The Preliminary Oral Exam is the last exam in your way to a Ph.D. degree before the actual thesis defense itself. At this stage, you have a research adviser who will guide you to completion of the Ph.D. degree.
Only after you pass the oral exam, you can register for thesis credits (you need 24 of them before you complete your degree). And after you finish taking thesis credits (you need at least two semesters to do so), you will reach “ABD status” (All But Dissertation).
You need to come up with a reasonable committee in consultation with your adviser (see guidelines below). Ask faculty if they can serve on your committee remembering that you need at least one theorist, one experimentalist, and one member from outside Physics. This is for a total of at least four members, including your adviser.
Committee members don't just judge you during the exam. They can also be resources to you besides your adviser. If you have some sort of difficulty with your adviser, this aspect of committee members becomes more important. So choose those who could be helpful in case you need it.

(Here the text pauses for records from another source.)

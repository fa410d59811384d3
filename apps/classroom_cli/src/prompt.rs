use async_trait::async_trait;
use classroom_adapters::UserPrompt;
use classroom_core::Error;
use dialoguer::Input;

/// Prompts on the controlling terminal
pub struct TerminalPrompt;

#[async_trait]
impl UserPrompt for TerminalPrompt {
    fn present_url(&self, url: &str) {
        println!("Open this URL in your browser to authorize gc-cli:\n\n  {}\n", url);
    }

    async fn read_redirect_url(&self) -> Result<String, Error> {
        println!("After approving, your browser is sent to a page that fails to load.");
        println!("Copy the full URL from the address bar and paste it below.");

        tokio::task::spawn_blocking(|| {
            Input::<String>::new()
                .with_prompt("Redirect URL")
                .allow_empty(true)
                .interact_text()
                .map_err(|e| Error::Other(format!("failed to read input: {}", e)))
        })
        .await
        .map_err(|e| Error::Other(format!("input task failed: {}", e)))?
    }
}
use std::cmp::Ordering;

use crate::entities::{Course, CourseWork};

/// Courses still in session
pub fn active_courses(courses: Vec<Course>) -> Vec<Course> {
    courses.into_iter().filter(Course::is_active).collect()
}

/// Published coursework, earliest due first; undated work sorts last.
pub fn published_by_due_date(course_work: Vec<CourseWork>) -> Vec<CourseWork> {
    let mut published: Vec<CourseWork> = course_work
        .into_iter()
        .filter(CourseWork::is_published)
        .collect();
    published.sort_by(|a, b| match (a.due_at(), b.due_at()) {
        (Some(x), Some(y)) => x.cmp(&y),
        (Some(_), None) => Ordering::Less,
        (None, Some(_)) => Ordering::Greater,
        (None, None) => Ordering::Equal,
    });
    published
}
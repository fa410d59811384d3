use std::sync::Arc;
use std::time::Duration;

use classroom_core::config::ApiSettings;
use classroom_core::ports::AccessTokenSource;
use classroom_core::{ApiError, Error};
use reqwest::{Client, Method, StatusCode};
use serde::de::DeserializeOwned;
use serde::{Deserialize, Serialize};
use tokio_util::sync::CancellationToken;
use tracing::{debug, instrument, warn};
use url::Url;

use super::pages::Paginated;
use crate::network::build_api_client;

/// Backoff schedule shared by every request of a client
#[derive(Debug, Clone, Copy, PartialEq, Eq)]
pub struct RetryPolicy {
    /// Extra attempts after the first one
    pub retries: u32,
    pub initial_backoff: Duration,
    pub max_backoff: Duration,
}

impl RetryPolicy {
    pub fn from_settings(settings: &ApiSettings) -> Self {
        Self {
            retries: settings.retries,
            initial_backoff: settings.initial_backoff(),
            max_backoff: settings.max_backoff(),
        }
    }

    /// Delay before retry number `retry` (zero-based): doubles each time, capped.
    pub fn delay_for(&self, retry: u32) -> Duration {
        let factor = 2u32.checked_pow(retry).unwrap_or(u32::MAX);
        self.initial_backoff
            .checked_mul(factor)
            .unwrap_or(self.max_backoff)
            .min(self.max_backoff)
    }
}

impl Default for RetryPolicy {
    fn default() -> Self {
        Self::from_settings(&ApiSettings::default())
    }
}

/// Classified result of a single HTTP exchange
#[derive(Debug, Clone, PartialEq, Eq)]
pub enum AttemptOutcome {
    Success,
    Retryable(ApiError),
    Terminal(ApiError),
}

/// One HTTP call within a logical operation
#[derive(Debug, Clone)]
pub struct RequestAttempt {
    pub number: u32,
    /// Delay before the next attempt, when one follows
    pub backoff: Option<Duration>,
    pub outcome: AttemptOutcome,
}

#[derive(Debug, Deserialize)]
struct ErrorEnvelope {
    error: ErrorDetail,
}

#[derive(Debug, Deserialize)]
struct ErrorDetail {
    #[serde(default)]
    message: String,
    #[serde(default)]
    status: Option<String>,
}

/// Best human-readable message from an error body
fn error_message(status: u16, body: &str) -> String {
    let detail = serde_json::from_str::<ErrorEnvelope>(body)
        .map(|e| e.error)
        .or_else(|_| serde_json::from_str::<ErrorDetail>(body));

    match detail {
        Ok(detail) if !detail.message.is_empty() => detail.message,
        Ok(ErrorDetail {
            status: Some(s), ..
        }) => s,
        _ if !body.trim().is_empty() => body.trim().to_string(),
        _ => StatusCode::from_u16(status)
            .ok()
            .and_then(|s| s.canonical_reason())
            .unwrap_or("unknown error")
            .to_string(),
    }
}

/// Map a status code and body to an attempt outcome.
pub fn classify(status: u16, body: &str) -> AttemptOutcome {
    match status {
        s if s < 400 => AttemptOutcome::Success,
        404 => AttemptOutcome::Terminal(ApiError::NotFound(error_message(status, body))),
        403 => AttemptOutcome::Terminal(ApiError::Forbidden(error_message(status, body))),
        429 => AttemptOutcome::Retryable(ApiError::RateLimited),
        s if s >= 500 => AttemptOutcome::Retryable(ApiError::ServerError(s)),
        s => AttemptOutcome::Terminal(ApiError::Generic {
            status: s,
            message: error_message(status, body),
        }),
    }
}

/// Authenticated client for the classroom REST API.
///
/// The token source is consulted before every attempt, so a refresh
/// performed elsewhere is picked up mid-operation.
pub struct ClassroomClient<T>
where
    T: AccessTokenSource + ?Sized,
{
    http: Client,
    base_url: Url,
    tokens: Arc<T>,
    policy: RetryPolicy,
    page_size: u32,
    cancel: CancellationToken,
}

impl<T> ClassroomClient<T>
where
    T: AccessTokenSource + ?Sized,
{
    pub fn new(settings: &ApiSettings, tokens: Arc<T>) -> Result<Self, Error> {
        let base_url = Url::parse(&settings.base_url)
            .map_err(|e| Error::Config(format!("invalid api base_url: {}", e)))?;
        if base_url.cannot_be_a_base() {
            return Err(Error::Config(format!(
                "api base_url cannot be a base: {}",
                settings.base_url
            )));
        }

        Ok(Self {
            http: build_api_client(settings.request_timeout())?,
            base_url,
            tokens,
            policy: RetryPolicy::from_settings(settings),
            page_size: settings.page_size.max(1),
            cancel: CancellationToken::new(),
        })
    }

    /// Abort in-flight and future operations when `cancel` fires.
    pub fn with_cancellation(mut self, cancel: CancellationToken) -> Self {
        self.cancel = cancel;
        self
    }

    pub fn with_retry_policy(mut self, policy: RetryPolicy) -> Self {
        self.policy = policy;
        self
    }

    pub fn policy(&self) -> RetryPolicy {
        self.policy
    }

    /// Base URL extended by the given path segments, each percent-encoded
    pub(crate) fn endpoint(&self, segments: &[&str]) -> Url {
        let mut url = self.base_url.clone();
        if let Ok(mut path) = url.path_segments_mut() {
            path.pop_if_empty().extend(segments);
        }
        url
    }

    /// Execute one logical request with retry, returning the success body.
    #[instrument(skip_all, fields(%method, path = url.path()))]
    async fn execute(
        &self,
        method: Method,
        url: Url,
        query: &[(&str, String)],
        body: Option<&serde_json::Value>,
    ) -> Result<String, Error> {
        let mut number = 0u32;

        loop {
            if self.cancel.is_cancelled() {
                return Err(Error::Cancelled);
            }
            number += 1;

            let token = self.tokens.access_token().await?;
            let mut request = self
                .http
                .request(method.clone(), url.clone())
                .bearer_auth(token)
                .query(query);
            if let Some(body) = body {
                request = request.json(body);
            }

            let response = tokio::select! {
                sent = request.send() => sent.map_err(|e| Error::Network(e.to_string()))?,
                _ = self.cancel.cancelled() => return Err(Error::Cancelled),
            };
            let status = response.status().as_u16();
            let text = response
                .text()
                .await
                .map_err(|e| Error::Network(format!("failed to read response: {}", e)))?;

            let outcome = classify(status, &text);
            let retry = number - 1;
            let backoff = match &outcome {
                AttemptOutcome::Retryable(_) if retry < self.policy.retries => {
                    Some(self.policy.delay_for(retry))
                }
                _ => None,
            };
            let attempt = RequestAttempt {
                number,
                backoff,
                outcome,
            };
            debug!(?attempt, status, "request attempt finished");

            match (attempt.outcome, attempt.backoff) {
                (AttemptOutcome::Success, _) => return Ok(text),
                (AttemptOutcome::Terminal(err), _) => return Err(err.into()),
                (AttemptOutcome::Retryable(err), None) => {
                    warn!(attempts = number, error = %err, "retry budget exhausted");
                    return Err(err.into());
                }
                (AttemptOutcome::Retryable(err), Some(delay)) => {
                    warn!(
                        attempt = number,
                        backoff_ms = delay.as_millis() as u64,
                        error = %err,
                        "retrying request"
                    );
                    tokio::select! {
                        _ = tokio::time::sleep(delay) => {}
                        _ = self.cancel.cancelled() => return Err(Error::Cancelled),
                    }
                }
            }
        }
    }

    pub(crate) async fn get_json<R>(&self, url: Url, query: &[(&str, String)]) -> Result<R, Error>
    where
        R: DeserializeOwned,
    {
        let text = self.execute(Method::GET, url, query, None).await?;
        parse_body(&text)
    }

    pub(crate) async fn patch_json<B, R>(
        &self,
        url: Url,
        query: &[(&str, String)],
        body: &B,
    ) -> Result<R, Error>
    where
        B: Serialize + ?Sized,
        R: DeserializeOwned,
    {
        let body = serde_json::to_value(body)
            .map_err(|e| Error::Other(format!("failed to serialize request: {}", e)))?;
        let text = self.execute(Method::PATCH, url, query, Some(&body)).await?;
        parse_body(&text)
    }

    /// Fetch every page and concatenate the items in server order.
    ///
    /// Each page gets a fresh retry budget; any failing page fails the
    /// whole listing and nothing collected so far is returned.
    pub(crate) async fn list_all<P>(
        &self,
        url: Url,
        extra_query: &[(&str, String)],
    ) -> Result<Vec<P::Item>, Error>
    where
        P: Paginated,
    {
        let mut items = Vec::new();
        let mut cursor: Option<String> = None;
        let mut pages = 0u32;

        loop {
            let mut query: Vec<(&str, String)> = extra_query.to_vec();
            query.push(("pageSize", self.page_size.to_string()));
            if let Some(token) = &cursor {
                query.push(("pageToken", token.clone()));
            }

            let page: P = self.get_json(url.clone(), &query).await?;
            let (mut batch, next) = page.into_page();
            pages += 1;
            items.append(&mut batch);

            match next {
                Some(next) if cursor.as_deref() == Some(next.as_str()) => {
                    return Err(Error::InvalidResponse(format!(
                        "server repeated page token after {} pages",
                        pages
                    )));
                }
                Some(next) => cursor = Some(next),
                None => break,
            }
        }

        debug!(pages, items = items.len(), "listing complete");
        Ok(items)
    }
}

fn parse_body<R: DeserializeOwned>(text: &str) -> Result<R, Error> {
    // Some endpoints answer 204 or an empty body.
    let text = if text.trim().is_empty() { "{}" } else { text };
    serde_json::from_str(text).map_err(|e| Error::InvalidResponse(e.to_string()))
}
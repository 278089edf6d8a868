//! Route definitions for the audit pipeline endpoints.
//!
//! Mounted at the root of the `/api/v1` tree.
//!
//! ```text
//! POST   /audits                 -> run_audit   (own generous timeout)
//! GET    /audits/current         -> current_result
//! GET    /audits/current/export  -> export_csv
//! ```

use axum::extract::DefaultBodyLimit;
use axum::http::StatusCode;
use axum::routing::{get, post};
use axum::Router;
use tower_http::timeout::TimeoutLayer;

use crate::config::ServerConfig;
use crate::handlers::audits;
use crate::state::AppState;

/// Build the long-running run route with its own timeout and body limit.
///
/// The framework's default body limit is far below a realistic video
/// upload, so this route raises it to the configured ceiling.
pub fn run_router(config: &ServerConfig) -> Router<AppState> {
    Router::new()
        .route("/audits", post(audits::run_audit))
        .layer(DefaultBodyLimit::max(config.max_video_bytes))
        .layer(TimeoutLayer::with_status_code(
            StatusCode::GATEWAY_TIMEOUT,
            config.audit_timeout(),
        ))
}

/// Build the short result-reading routes.
pub fn results_router() -> Router<AppState> {
    Router::new()
        .route("/audits/current", get(audits::current_result))
        .route("/audits/current/export", get(audits::export_csv))
}
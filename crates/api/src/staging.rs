//! Scoped staging of uploaded video bytes.
//!
//! The uploaded video is written to a uniquely named temp file for the
//! duration of one run. Removal is a scoped-resource obligation, not
//! optional cleanup: the file must not outlive the run on any exit path,
//! so the guard removes it on `Drop`.

use std::path::{Path, PathBuf};

use uuid::Uuid;

/// A staged video temp file, removed when the guard is dropped.
#[derive(Debug)]
pub struct StagedVideo {
    path: PathBuf,
}

impl StagedVideo {
    /// Write `bytes` to a uniquely named file under `staging_dir`.
    ///
    /// The directory is created if missing. The file name is prefixed
    /// with a UUID so concurrent sessions never collide.
    pub async fn create(
        staging_dir: &str,
        display_name: &str,
        bytes: &[u8],
    ) -> std::io::Result<StagedVideo> {
        tokio::fs::create_dir_all(staging_dir).await?;

        // Keep only the basename of whatever the browser sent.
        let basename = display_name.rsplit(['/', '\\']).next().unwrap_or("video");
        let path = Path::new(staging_dir).join(format!("{}-{basename}", Uuid::new_v4()));

        tokio::fs::write(&path, bytes).await?;
        tracing::debug!(path = %path.display(), size = bytes.len(), "Staged video");
        Ok(StagedVideo { path })
    }

    /// Path of the staged file.
    pub fn path(&self) -> &Path {
        &self.path
    }
}

impl Drop for StagedVideo {
    fn drop(&mut self) {
        if let Err(e) = std::fs::remove_file(&self.path) {
            // Already-gone files are fine; anything else is worth a log.
            if e.kind() != std::io::ErrorKind::NotFound {
                tracing::warn!(path = %self.path.display(), error = %e, "Failed to remove staged video");
            }
        }
    }
}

You are expected to write a paper for the oral exam, and give it to the committee members at least two weeks before the exam (some faculty members want more than two weeks to be able to give the paper due attention. Check with them well in advance about this). During the exam, you will talk about the paper for up to 20 minutes. The paper should be written concisely. The recommended length is about 10-20 pages (double spaced). A small difference from the recommended length is acceptable, but the length should not be more than 30 pages (double spaced).
The paper should deal with a research topic that you may work on for your thesis or part of it to demonstrate that you are “ready” to start research. (If you end up doing something else for your thesis, that's OK.) The paper should therefore demonstrate that you understand why it is meaningful to do such research (why it should be of interest to people or at the least other physicists) and why it is possible (probable or likely?) to find reasonable results. To this end, you should present background information about the proposed research, which may include a theoretical basis (if it's experimental research); related research which has been done and how it is related to the proposed research; what you will do differently from previous work to improve on it, if such research exists; some rough description of your proposed research; and expected results. The paper does not have to have any results from your research since it is meant to be an opportunity for you to demonstrate your aptitude to START doing research. However, some professors, particularly those in theory, like you to have done some easy research to see how well you can approach theoretical problems, and may ask you to include some of the work in the oral exam.
The total duration of the exam should not exceed 90 minutes. This time includes your initial presentation of the paper. You should prepare your presentation to be 20 minutes long so that you will not be rushed when you are asked questions later. This phase is followed by an question and answer period about your presentation, and about the paper that you submitted. This is followed by a third phase, the exam phase. Here you will be asked general questions about Physics, although directly related to your chosen area of research.